Is that set in stone, or could they perform disjoint set of tasks
instead ?
All of the schedulers are set up to run a single job each hour, I don't see
why we'd start running disjoint sets of tasks in the different jobs.
I was wondering if running distinct tasks would allow overlapping
execution, or if the different tasks are not safe to run concurrently
anyway. I'm not familiar enough with them and the git internals to tell.

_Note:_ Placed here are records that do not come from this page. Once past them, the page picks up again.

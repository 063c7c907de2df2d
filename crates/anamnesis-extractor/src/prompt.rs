//! LLM prompt composition for slot extraction

use anamnesis_domain::SlotSpec;

/// Builds the prompt for one slot over one narrative
pub struct PromptBuilder<'a> {
    slot: &'a SlotSpec,
    narrative: &'a str,
}

impl<'a> PromptBuilder<'a> {
    /// Create a new prompt builder
    pub fn new(slot: &'a SlotSpec, narrative: &'a str) -> Self {
        Self { slot, narrative }
    }

    /// Build the complete extraction prompt
    pub fn build(&self) -> String {
        let mut prompt = String::with_capacity(
            self.slot.instruction.len()
                + self.narrative.len()
                + STRUCTURED_OUTPUT_DIRECTIVE.len()
                + 4,
        );

        // 1. What to extract
        prompt.push_str(&self.slot.instruction);
        prompt.push_str("\n\n");

        // 2. The narrative, untouched
        prompt.push_str(self.narrative);

        // 3. Output shape, if the slot has one
        if let Some(template) = &self.slot.shape_template {
            prompt.push_str("\n\n");
            prompt.push_str(STRUCTURED_OUTPUT_DIRECTIVE);
            prompt.push('\n');
            prompt.push_str(&format!("{:#}", template));
        }

        prompt
    }
}

/// Compose the prompt for `slot` over `narrative`
pub fn build_prompt(slot: &SlotSpec, narrative: &str) -> String {
    PromptBuilder::new(slot, narrative).build()
}

const STRUCTURED_OUTPUT_DIRECTIVE: &str = "Respond ONLY with valid JSON matching exactly this structure. \
Do not add any commentary, explanations or markdown:";

#[cfg(test)]
mod tests {
    use super::*;
    use serde_json::json;

    #[test]
    fn test_free_text_prompt_is_instruction_then_narrative() {
        let slot = SlotSpec::new("family_history", "Note any family health conditions.");
        let prompt = build_prompt(&slot, "Mother has diabetes.");
        assert_eq!(prompt, "Note any family health conditions.\n\nMother has diabetes.");
    }

    #[test]
    fn test_structured_prompt_includes_directive_and_template() {
        let slot = SlotSpec::new("chief_complaints", "What are the complaints?")
            .with_shape_template(json!({"Complaint": "", "Duration": ""}));

        let prompt = build_prompt(&slot, "Patient reports headache for 3 days.");

        assert!(prompt.starts_with("What are the complaints?\n\nPatient reports headache"));
        assert!(prompt.contains("valid JSON"));
        assert!(prompt.contains("\"Complaint\""));
        assert!(prompt.contains("\"Duration\""));
        assert!(prompt.find("headache").unwrap() < prompt.find("valid JSON").unwrap());
    }

    #[test]
    fn test_template_is_embedded_as_json() {
        let template = json!({"Allergen": "", "Reaction": ""});
        let slot = SlotSpec::new("allergy_history", "List allergies.")
            .with_shape_template(template.clone());

        let prompt = build_prompt(&slot, "None.");
        let embedded = &prompt[prompt.find('{').unwrap()..];
        let parsed: serde_json::Value = serde_json::from_str(embedded).unwrap();
        assert_eq!(parsed, template);
    }

    #[test]
    fn test_empty_narrative_passes_through() {
        let slot = SlotSpec::new("clinical_findings", "Mention any findings.");
        let prompt = PromptBuilder::new(&slot, "").build();
        assert_eq!(prompt, "Mention any findings.\n\n");
    }
}
//! Error types for the CLI application.

use thiserror::Error;

/// Result type alias for CLI operations.
pub type Result<T> = std::result::Result<T, CliError>;

/// CLI-specific errors.
///
/// All of these happen before or around a run; none of them changes the
/// process exit status.
#[derive(Debug, Error)]
pub enum CliError {
    /// Configuration error
    #[error("Configuration error: {0}")]
    Config(String),

    /// I/O error
    #[error("I/O error: {0}")]
    Io(#[from] std::io::Error),

    /// TOML parsing error
    #[error("TOML parsing error: {0}")]
    Toml(#[from] toml::de::Error),

    /// Extractor setup error
    #[error("Extractor error: {0}")]
    Extractor(#[from] anamnesis_extractor::ExtractorError),
}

Another option if the tasks set was distinct for each service instance
would be to use dependencies and ordering directives like this:
weekly.service
```
[Unit]
Requires=daily.service
After=daily.service
[Service]
ExecStart=<run only weekly stuff>
```
daily.service
```
[Unit]
Requires=hourly.service
After=hourly.service
[Service]
ExecStart=<run only daily stuff>
```
hourly.service
```
[Service]
ExecStart=<run only hourly stuff>
```
That would avoid concurrent execution I think.